[Opening MATERIAL FOR THIS EXERCISE section]

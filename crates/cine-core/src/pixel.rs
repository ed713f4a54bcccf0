//! Rec.709 luminance.
//!
//! Every operator masks and zones by the same weighted sum
//! `Y = 0.2126*R + 0.7152*G + 0.0722*B`, applied to scene-linear values.

/// Rec.709 luminance coefficient for red channel.
pub const REC709_LUMA_R: f32 = 0.2126;

/// Rec.709 luminance coefficient for green channel.
pub const REC709_LUMA_G: f32 = 0.7152;

/// Rec.709 luminance coefficient for blue channel.
pub const REC709_LUMA_B: f32 = 0.0722;

/// Rec.709 luminance coefficients as an array [R, G, B].
pub const REC709_LUMA: [f32; 3] = [REC709_LUMA_R, REC709_LUMA_G, REC709_LUMA_B];

/// Rec.709 luminance of an RGB triple.
///
/// # Example
///
/// ```
/// use cine_core::luminance;
///
/// assert!((luminance([1.0, 1.0, 1.0]) - 1.0).abs() < 1e-6);
/// ```
#[inline]
pub fn luminance(rgb: [f32; 3]) -> f32 {
    rgb[0] * REC709_LUMA_R + rgb[1] * REC709_LUMA_G + rgb[2] * REC709_LUMA_B
}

[Closing MATERIAL FOR THIS EXERCISE section]

Your response should consist of the full listing, repeated exactly.

EXPECTED OUTPUT:
filename crates/cine-core/src/pixel.rs
repository ed713f4a54bcccf0
//! Rec.709 luminance.
//!
//! Every operator masks and zones by the same weighted sum
//! `Y = 0.2126*R + 0.7152*G + 0.0722*B`, applied to scene-linear values.

/// Rec.709 luminance coefficient for red channel.
pub const REC709_LUMA_R: f32 = 0.2126;

/// Rec.709 luminance coefficient for green channel.
pub const REC709_LUMA_G: f32 = 0.7152;

/// Rec.709 luminance coefficient for blue channel.
pub const REC709_LUMA_B: f32 = 0.0722;

/// Rec.709 luminance coefficients as an array [R, G, B].
pub const REC709_LUMA: [f32; 3] = [REC709_LUMA_R, REC709_LUMA_G, REC709_LUMA_B];

/// Rec.709 luminance of an RGB triple.
///
/// # Example
///
/// ```
/// use cine_core::luminance;
///
/// assert!((luminance([1.0, 1.0, 1.0]) - 1.0).abs() < 1e-6);
/// ```
#[inline]
pub fn luminance(rgb: [f32; 3]) -> f32 {
    rgb[0] * REC709_LUMA_R + rgb[1] * REC709_LUMA_G + rgb[2] * REC709_LUMA_B
}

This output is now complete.